Subtractive Bilingualism is - to totally paraphrase - the process of loosing a person's first language and learning a second language that becomes the primary language. This is what happens to a child who adopted internationally and must learn a completely new language.
So, Axel has been in my care almost 8 weeks, and hearing nothing but English since he came home 6 weeks ago. We really don't know how much he was hearing of Serbian, but we know he wasn't saying much in the way of Serbian words.
Today we met with our new friends J. and M. who moved here from Serbian 9 years ago. They were very anxious to meet Axel, and we were anxious to see how he would react upon hearing Serbian.
When we arrived, they said hello to him in Serbian, and greeted him with his birth name, Djordje.
He gave NO indication this was familiar to him. NONE.
I was both saddened and fascinated by this. I would think that if he'd been hearing Serbian, he would have given a reaction of familiarity, but he didn't. I think M. was a little disappointed because he was really anxious to to interact with Axel in his native language.
J. had made palachinca. These were my FAVORITE treat while in Serbia! They're like a crepe, and are filled with whatever you want to put in them. J. put chocolate in them. Ohhhhhh delicious! My favorite way to eat them while I was in country was with Nutella on them. When I came home I told Dean I wanted a crepe pan so I could make these, but today J. assured me I can make them without such a thing! (clearly J. doesn't understand my level of culinary ineptitude!)
Also, when I was in Serbia I had bought some stuff called Pavlica. It was used the same way we use butter here. I could never figure out exactly what it was, but it seemed like a blend of sour cream and cream cheese. It was just awesome! I've tried to find places here where I could buy it, but without luck. When I asked J. about it, she reached into her fridge and pulled out Daisy brand sour cream. "This is the closest thing you'll find to it here in the US." I was right that it's sour cream, but our sour cream is more sour than theirs. J. said Daisy brand is VERY close to what they have in Serbia. Guess what I'm gonna go buy tomorrow?
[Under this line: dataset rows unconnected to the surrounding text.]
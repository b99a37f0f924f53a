// Copyright (c) 2025 Steve Wagner (ciroque@live.com)
// SPDX-License-Identifier: MIT

//! The three task loops a worker thread runs (§4.4): producer, processor,
//! and consumer. Each is a free function rather than a struct, since a loop
//! owns no state beyond what it borrows for its single call — the plan
//! (`crate::engine::plan`) is what decides which loop a given worker runs.
//!
//! Cancellation here is external only: `crate::messenger::TerminationFlag`
//! is polled at loop-iteration boundaries (never from inside a blocking
//! `receive`/`publish`), which is the same "safe point" discipline the
//! system this engine generalizes from enforces by deferring OS signals
//! around its publish calls. This engine has no OS signal handling of its
//! own; `Flow::stop` is the only cancellation entry point (§4.8).

mod consumer;
mod processor;
mod producer;

pub use consumer::run as run_consumer;
pub use processor::run as run_processor;
pub use producer::run as run_producer;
We got to talk about a lot of things. Dean and M. had some guy time in front of the game in the basement, and J. and I talked about more serious things regarding kids in Eastern Europe. She had never seen a child with Down syndrome in their home country. They were thrilled to see Axel thriving and living life!
So that was our fun day with new friends! I can't wait to get together with them again. I have a lot to learn from them, and they such incredibly nice people. Meeting them made me really miss being in Europe.